First came, the awful monsoon floods and all the destruction whose bill we all will be paying for the next few years. Then we saw the Sialkot killings of two young boys. And the cricket scandal in England in which Pakistani players were allegedly involved in shady deals. Just last night, multiple suicide attacks took place in Lahore and Karachi in which scores of Shi’a Muslims died or got injured while attending Ali ibn Abi Talib’s death anniversary. Considering the security situation, they all should have stayed home instead of publicly mourning the slaying of a great figure of Islam.

So what do we have here? One fifth of Pakistan is under water, the judicial system is in dire straits, our food chain is quite literally broken, flood-effected people are homeless, thousands are feared missing, out of frustration some are lynching others or attacking the custodians of law, suicide bombers are exploding themselves, doctors are getting themselves beaten up for professional negligence, and inflation is getting out of control. But do we not have broadband internet and FaceBook?

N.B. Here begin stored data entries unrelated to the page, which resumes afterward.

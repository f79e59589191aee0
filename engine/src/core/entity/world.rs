//! Entity-component store backing a scene

use hecs::Entity;
use tracing::trace;

/// Wrapper around hecs::World; owns every component of one scene
pub struct World {
    inner: hecs::World,
}

impl Default for World {
    fn default() -> Self {
        Self::new()
    }
}

impl World {
    /// Create a new empty world
    pub fn new() -> Self {
        Self {
            inner: hecs::World::new(),
        }
    }

    /// Spawn a new entity with the given components
    pub fn spawn(&mut self, components: impl hecs::DynamicBundle) -> Entity {
        self.inner.spawn(components)
    }

    /// Get a reference to a component on an entity
    pub fn get<T: hecs::Component>(
        &self,
        entity: Entity,
    ) -> Result<hecs::Ref<'_, T>, hecs::ComponentError> {
        self.inner.get::<&T>(entity)
    }

    /// Get a mutable reference to a component on an entity
    pub fn get_mut<T: hecs::Component>(
        &self,
        entity: Entity,
    ) -> Result<hecs::RefMut<'_, T>, hecs::ComponentError> {
        self.inner.get::<&mut T>(entity)
    }

    pub fn has<T: hecs::Component>(&self, entity: Entity) -> bool {
        self.inner.get::<&T>(entity).is_ok()
    }

    /// Attach `component` unless the entity already carries one of that type.
    ///
    /// Returns the live instance either way, so a second call never duplicates.
    pub fn add_component<T: hecs::Component>(
        &mut self,
        entity: Entity,
        component: T,
    ) -> Result<hecs::RefMut<'_, T>, hecs::ComponentError> {
        if !self.has::<T>(entity) {
            self.inner
                .insert_one(entity, component)
                .map_err(|_| hecs::ComponentError::NoSuchEntity)?;
            trace!(
                entity = ?entity,
                component = std::any::type_name::<T>(),
                "Attached component"
            );
        }
        self.inner.get::<&mut T>(entity)
    }

    /// Insert a component into an entity, replacing any existing one
    pub fn insert_one(
        &mut self,
        entity: Entity,
        component: impl hecs::Component,
    ) -> Result<(), hecs::NoSuchEntity> {
        self.inner.insert_one(entity, component)
    }

    /// Detach and return a component
    pub fn remove_one<T: hecs::Component>(
        &mut self,
        entity: Entity,
    ) -> Result<T, hecs::ComponentError> {
        self.inner.remove_one::<T>(entity)
    }

    /// Query entities with specific components
    pub fn query<Q: hecs::Query>(&self) -> hecs::QueryBorrow<'_, Q> {
        self.inner.query()
    }

    /// Query entities with specific components (mutable)
    pub fn query_mut<Q: hecs::Query>(&mut self) -> hecs::QueryMut<'_, Q> {
        self.inner.query_mut()
    }

    /// Collect every entity carrying component `T`
    pub fn entities_with<T: hecs::Component>(&self) -> Vec<Entity> {
        self.inner
            .query::<&T>()
            .iter()
            .map(|(entity, _)| entity)
            .collect()
    }

    /// Despawn an entity and all its components
    pub fn despawn(&mut self, entity: Entity) -> Result<(), hecs::NoSuchEntity> {
        self.inner.despawn(entity)
    }

    /// Check if an entity exists
    pub fn contains(&self, entity: Entity) -> bool {
        self.inner.contains(entity)
    }

    pub fn len(&self) -> u32 {
        self.inner.len()
    }

    pub fn is_empty(&self) -> bool {
        self.inner.is_empty()
    }

    /// Get access to the inner hecs::World for advanced operations
    pub fn inner(&self) -> &hecs::World {
        &self.inner
    }

    /// Get mutable access to the inner hecs::World for advanced operations
    pub fn inner_mut(&mut self) -> &mut hecs::World {
        &mut self.inner
    }
}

Does it not feel as if everybody wants to migrate to America? No, that is not true, no matter how much the ex-pats weep for their ex-compatriots; 170 million people still live here without having Green Cards. The end of the world is not around the corner and I tell the morose that despondency is never a problem-solver. Not crutches, but self-help is the answer; holding one’s proud head high is the solution. While the poor remain more patient and patriotic, the rich elites repeatedly sell them off to the lowest bidder.

And life goes on. Fashion show catwalks are alive with party animals, and a hundred TV channels continue spewing worthless breaking news. These news updates break peoples’ emotional backs because after sampling a dose, one feels like breaking open the skulls of the fast-talking presenters and those of the worthless commentators. Not much will be done, yet everything gets airplay for hours.

The mosques here are so full of the faithful these days, more so in the nights, because everyone is busy finding the elusive Night of Destiny (Laylat al-Qadr) during the last ten odd nights of Ramadan. The Qur’an claims in Chapter 97, verse 3: “The Night of Destiny is better than a thousand months” because messenger Muhammad (peace on him) received his first revelations through angel Gabriel.

At the cost of admitting personal failure, I have not found one such night. I asked a friend if he had found it and he admitted he had. Then he narrated a Ramadan night’s tale.

“I saw a strange beautiful light envelope me for a few minutes around dawn. It wasn’t the sun or the stars, just milky white light that nobody else saw. I went to a holy man later on and he confirmed that I had been blessed”, he claimed.

As I probed his mind regarding the effect the light might have had on his life and on those around him, he became irritable and lost all composure that one expected from an almost holy man. Soon thereafter, I left him alone, for he was a lost man who needed to find a truer night than the one that he claimed he had seen.

It is getting dark now and I must switch on the lights around the house; these will be energy-saving lights. I must work hard in my laboratory to soon invent face-saving lights.